Major Mike "Starbaby" Pietrucha is a former F-4G/F-15E IEWO assigned to HQ USAF/XOXS 
"The Skunk Works." He has 156 combat missions over Iraq and the Yugoslavia, mostly 
hunting SAMs, sometimes successfully. The opinions expressed in this article do not 
reflect the official opinion of any portion of the US Air Force. 

Silent Partners: Unattended Sensors

Any sensor net can have its collection capabilities improved by the inclusion of 
remote, unattended sensors. In Vietnam, IGLOO WHITE sensors were dropped by aircraft 
along the Ho Chi Minh trail to provide target detection data to listening aircraft. 
While there are serious technical limitations on the sensing and communications capability 
of small sensors of this type, even relatively limited sensors can provide important 
information. Strike aircraft will often be the delivery platforms, although cruise 
missiles and rocket artillery could also be used to seed an area with sensors. 

Unattended sensors could be seeded into preplanned areas to pick up specified types 
of data. But they may also be deployed on an ad hoc basis by strike aircraft.

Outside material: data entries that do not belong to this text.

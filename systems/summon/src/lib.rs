#![deny(
    unsafe_code,
    missing_docs,
    dead_code,
    unused_results,
    non_snake_case,
    unreachable_pub
)]

//! Gold summons and gem gambles that place new units onto a side's grid.

use lucky_defense_core::{
    GambleError, GambleOutcome, PlacedTower, RandomSource, RarityTier, SummonError, TowerKind,
};
use lucky_defense_world::SideBoard;
use serde::Deserialize;
use tracing::debug;

/// Rarity thresholds for gold summons, in percent. Normal takes the remainder.
#[derive(Clone, Copy, Debug, PartialEq, Deserialize)]
#[serde(default)]
pub struct SummonTuning {
    /// Chance of rolling a hero-tier unit.
    pub hero_percent: f32,
    /// Chance of rolling a rare-tier unit.
    pub rare_percent: f32,
}

impl Default for SummonTuning {
    fn default() -> Self {
        Self {
            hero_percent: 0.5,
            rare_percent: 1.97,
        }
    }
}

/// Success chance and gem price of gambling for one tier.
#[derive(Clone, Copy, Debug, PartialEq, Deserialize)]
pub struct GambleOdds {
    /// Chance that a paid gamble places a unit, in percent.
    pub success_percent: f32,
    /// Gems charged per attempt.
    pub gem_cost: u32,
}

/// Gamble odds for every tier that can be gambled for.
#[derive(Clone, Copy, Debug, PartialEq, Deserialize)]
#[serde(default)]
pub struct GambleTuning {
    /// Odds for the normal tier.
    pub normal: GambleOdds,
    /// Odds for the rare tier.
    pub rare: GambleOdds,
    /// Odds for the hero tier.
    pub hero: GambleOdds,
}

impl Default for GambleTuning {
    fn default() -> Self {
        Self {
            normal: GambleOdds {
                success_percent: 60.0,
                gem_cost: 1,
            },
            rare: GambleOdds {
                success_percent: 20.0,
                gem_cost: 1,
            },
            hero: GambleOdds {
                success_percent: 10.0,
                gem_cost: 2,
            },
        }
    }
}

impl GambleTuning {
    /// Odds for `tier`, or `None` for tiers that cannot be gambled for.
    #[must_use]
    pub const fn odds(&self, tier: RarityTier) -> Option<GambleOdds> {
        match tier {
            RarityTier::Normal => Some(self.normal),
            RarityTier::Rare => Some(self.rare),
            RarityTier::Hero => Some(self.hero),
            RarityTier::Myth => None,
        }
    }
}

/// Configuration parameters required to construct the summon engine.
#[derive(Clone, Copy, Debug, Default, PartialEq, Deserialize)]
#[serde(default)]
pub struct Config {
    /// Rarity weights for gold summons.
    pub summon: SummonTuning,
    /// Odds for gem gambles.
    pub gamble: GambleTuning,
}

/// Summon engine shared by both sides.
#[derive(Clone, Copy, Debug, Default)]
pub struct SummonEngine {
    config: Config,
}

impl SummonEngine {
    /// Creates a summon engine using the supplied configuration.
    #[must_use]
    pub const fn new(config: Config) -> Self {
        Self { config }
    }

    /// Active configuration.
    #[must_use]
    pub const fn config(&self) -> &Config {
        &self.config
    }

    /// Rolls the rarity tier of a gold summon.
    pub fn roll_tier(&self, rng: &mut dyn RandomSource) -> RarityTier {
        let tuning = self.config.summon;
        let roll = rng.roll_percent();
        if roll < tuning.hero_percent {
            RarityTier::Hero
        } else if roll < tuning.hero_percent + tuning.rare_percent {
            RarityTier::Rare
        } else {
            RarityTier::Normal
        }
    }

    /// Spends gold to place a unit of a randomly rolled kind.
    ///
    /// Nothing changes when the side cannot pay or no slot accepts the
    /// rolled kind.
    pub fn try_summon(
        &self,
        board: &mut SideBoard,
        rng: &mut dyn RandomSource,
    ) -> Result<PlacedTower, SummonError> {
        let required = board.next_summon_cost();
        let available = board.ledger().gold();
        if available < required {
            return Err(SummonError::InsufficientFunds {
                required,
                available,
            });
        }

        let kind = pick_kind(self.roll_tier(rng), rng);
        let slot = board
            .grid()
            .select_slot(kind, None, rng)
            .ok_or(SummonError::NoAvailableSlot)?;
        let stack = board
            .grid_mut()
            .add_unit(slot, kind)
            .map_err(|_| SummonError::NoAvailableSlot)?;

        let cost = match board.pay_for_summon() {
            Ok(cost) => cost,
            Err(_) => {
                let _ = board.grid_mut().remove_unit(slot);
                return Err(SummonError::InsufficientFunds {
                    required,
                    available,
                });
            }
        };

        debug!(
            side = ?board.side(),
            kind = kind.get(),
            ?slot,
            stack = stack.count(),
            cost,
            "summoned tower"
        );
        Ok(PlacedTower {
            kind,
            slot,
            stack: stack.count(),
        })
    }

    /// Gem price of gambling for `tier`.
    #[must_use]
    pub const fn gamble_cost(&self, tier: RarityTier) -> Option<u32> {
        match self.config.gamble.odds(tier) {
            Some(odds) => Some(odds.gem_cost),
            None => None,
        }
    }

    /// Spends gems on a chance to place a unit of `tier`.
    ///
    /// Gems are kept by the ledger whatever the roll produces; only an
    /// unaffordable or unsupported gamble leaves the side untouched.
    pub fn try_gamble(
        &self,
        board: &mut SideBoard,
        tier: RarityTier,
        rng: &mut dyn RandomSource,
    ) -> Result<GambleOutcome, GambleError> {
        let odds = self
            .config
            .gamble
            .odds(tier)
            .ok_or(GambleError::UnsupportedTier(tier))?;
        let available = board.ledger().gem();
        board
            .ledger_mut()
            .spend_gems(odds.gem_cost)
            .map_err(|_| GambleError::InsufficientGems {
                required: odds.gem_cost,
                available,
            })?;

        let outcome = if rng.roll_percent() >= odds.success_percent {
            GambleOutcome::Missed
        } else {
            let kind = pick_kind(tier, rng);
            match board.grid().select_slot(kind, None, rng) {
                None => GambleOutcome::NoAvailableSlot,
                Some(slot) => match board.grid_mut().add_unit(slot, kind) {
                    Ok(stack) => GambleOutcome::Placed(PlacedTower {
                        kind,
                        slot,
                        stack: stack.count(),
                    }),
                    Err(_) => GambleOutcome::NoAvailableSlot,
                },
            }
        };

        debug!(side = ?board.side(), ?tier, gems = odds.gem_cost, ?outcome, "gamble resolved");
        Ok(outcome)
    }
}

fn pick_kind(tier: RarityTier, rng: &mut dyn RandomSource) -> TowerKind {
    let kinds = tier.kinds();
    kinds[rng.pick_index(kinds.len())]
}

#[cfg(test)]
mod tests {
    use super::*;
    use lucky_defense_core::{ScriptedSource, Side, SlotCoord};
    use lucky_defense_data::StaticTables;
    use lucky_defense_world::EconomyConfig;

    fn board_with(gold_cost_table: &StaticTables, gems: u32) -> SideBoard {
        let config = EconomyConfig {
            starting_gem: gems,
            ..EconomyConfig::default()
        };
        SideBoard::new(Side::Player, gold_cost_table, &config)
    }

    fn kind(id: u8) -> TowerKind {
        TowerKind::new(id).expect("valid tower kind")
    }

    #[test]
    fn rarity_thresholds_split_the_roll_range() {
        let engine = SummonEngine::default();
        let mut rng = ScriptedSource::new().with_percents([0.0, 0.49, 0.5, 2.46, 2.5, 99.9]);
        let tiers: Vec<_> = (0..6).map(|_| engine.roll_tier(&mut rng)).collect();
        assert_eq!(
            tiers,
            vec![
                RarityTier::Hero,
                RarityTier::Hero,
                RarityTier::Rare,
                RarityTier::Rare,
                RarityTier::Normal,
                RarityTier::Normal,
            ]
        );
    }

    #[test]
    fn summon_spends_gold_and_places_a_unit() {
        let tables = StaticTables::empty();
        let mut board = board_with(&tables, 0);
        let engine = SummonEngine::default();
        let mut rng = ScriptedSource::new()
            .with_percents([50.0])
            .with_picks([1, 4]);

        let placed = engine.try_summon(&mut board, &mut rng).expect("summon succeeds");

        assert_eq!(placed.kind, kind(2));
        assert_eq!(placed.slot, SlotCoord::new(0, 4));
        assert_eq!(placed.stack, 1);
        assert_eq!(board.ledger().gold(), 90);
        assert_eq!(board.ledger().summon_count(), 1);
        assert_eq!(board.ledger().next_cost(), 20);
    }

    #[test]
    fn unaffordable_summon_changes_nothing() {
        let tables = StaticTables::empty();
        let mut board = board_with(&tables, 0);
        board.ledger_mut().spend_gold(95).expect("enough gold");
        let before = board.clone();
        let engine = SummonEngine::default();

        let result = engine.try_summon(&mut board, &mut ScriptedSource::new());

        assert_eq!(
            result,
            Err(SummonError::InsufficientFunds {
                required: 10,
                available: 5,
            })
        );
        assert_eq!(board, before);
    }

    #[test]
    fn summon_into_a_full_grid_is_not_charged() {
        let tables = StaticTables::empty();
        let mut board = board_with(&tables, 0);
        for slot in SlotCoord::all() {
            let _ = board.grid_mut().add_unit(slot, kind(7)).expect("empty slot");
        }
        let before = board.clone();

        let result = SummonEngine::default().try_summon(&mut board, &mut ScriptedSource::new());

        assert_eq!(result, Err(SummonError::NoAvailableSlot));
        assert_eq!(board, before);
    }

    #[test]
    fn summon_stacks_onto_an_existing_matching_slot() {
        let tables = StaticTables::empty();
        let mut board = board_with(&tables, 0);
        let existing = SlotCoord::new(2, 5);
        let _ = board.grid_mut().add_unit(existing, kind(1)).expect("empty slot");
        let mut rng = ScriptedSource::new().with_percents([80.0]).with_picks([0, 0]);

        let placed = SummonEngine::default()
            .try_summon(&mut board, &mut rng)
            .expect("summon succeeds");

        assert_eq!(placed.slot, existing);
        assert_eq!(placed.stack, 2);
    }

    #[test]
    fn gamble_spends_gems_even_when_it_misses() {
        let tables = StaticTables::empty();
        let mut board = board_with(&tables, 3);
        let mut rng = ScriptedSource::new().with_percents([75.0]);

        let outcome = SummonEngine::default()
            .try_gamble(&mut board, RarityTier::Normal, &mut rng)
            .expect("gamble is affordable");

        assert_eq!(outcome, GambleOutcome::Missed);
        assert_eq!(board.ledger().gem(), 2);
        assert_eq!(board.grid().unit_count(), 0);
        assert_eq!(board.ledger().gold(), 100);
    }

    #[test]
    fn successful_gamble_places_a_unit_of_the_requested_tier() {
        let tables = StaticTables::empty();
        let mut board = board_with(&tables, 2);
        let mut rng = ScriptedSource::new().with_percents([5.0]).with_picks([1, 0]);

        let outcome = SummonEngine::default()
            .try_gamble(&mut board, RarityTier::Hero, &mut rng)
            .expect("gamble is affordable");

        let placed = outcome.placement().expect("gamble placed a unit");
        assert_eq!(placed.kind, kind(6));
        assert_eq!(placed.slot, SlotCoord::new(0, 0));
        assert_eq!(board.ledger().gem(), 0);
        assert_eq!(board.ledger().summon_count(), 0);
    }

    #[test]
    fn unaffordable_or_myth_gambles_are_rejected_without_charge() {
        let tables = StaticTables::empty();
        let mut board = board_with(&tables, 1);
        let engine = SummonEngine::default();

        assert_eq!(
            engine.try_gamble(&mut board, RarityTier::Hero, &mut ScriptedSource::new()),
            Err(GambleError::InsufficientGems {
                required: 2,
                available: 1,
            })
        );
        assert_eq!(
            engine.try_gamble(&mut board, RarityTier::Myth, &mut ScriptedSource::new()),
            Err(GambleError::UnsupportedTier(RarityTier::Myth))
        );
        assert_eq!(board.ledger().gem(), 1);
    }

    #[test]
    fn winning_gamble_on_a_full_grid_keeps_the_gems() {
        let tables = StaticTables::empty();
        let mut board = board_with(&tables, 1);
        for slot in SlotCoord::all() {
            let _ = board.grid_mut().add_unit(slot, kind(8)).expect("empty slot");
        }
        let mut rng = ScriptedSource::new().with_percents([1.0]);

        let outcome = SummonEngine::default()
            .try_gamble(&mut board, RarityTier::Rare, &mut rng)
            .expect("gamble is affordable");

        assert_eq!(outcome, GambleOutcome::NoAvailableSlot);
        assert_eq!(board.ledger().gem(), 0);
    }
}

For 
example, a strike aircraft that detected a radar threat but could not precisely locate 
it could deploy sensors in the area and wait for the target to move. A beer-can sized 
submunition similar to the BLU-97/B could be loaded in CBU-87 canisters or AGM-154A 
JSOW bodies for easy, predictable dispensing. 

There are other uses for cheap, expendable remote sensors. Small and micro-UAVs 
are often considered as part of an airborne net, but their usefulness need not be 
as limited as their airborne endurance. If the sensors aboard these tiny aircraft 
survived the inevitable crash (as they could be designed to do) after the UAV ran 
out of fuel, they could provide an additional enhancement to a distributed sensor 
net. If one of the MALDs used in the illustrated scenario had a datalink and an ELINT 
sensor, it could have popped up above the mountains and sampled the electronic environment 
for the F-15Es. A cheap, expendable MALD will not have the ability to locate the 
threat, but it could see which signals are "on the air." Then, the Strike Eagles 
could have unmasked their ES sensors knowing which threats to look for.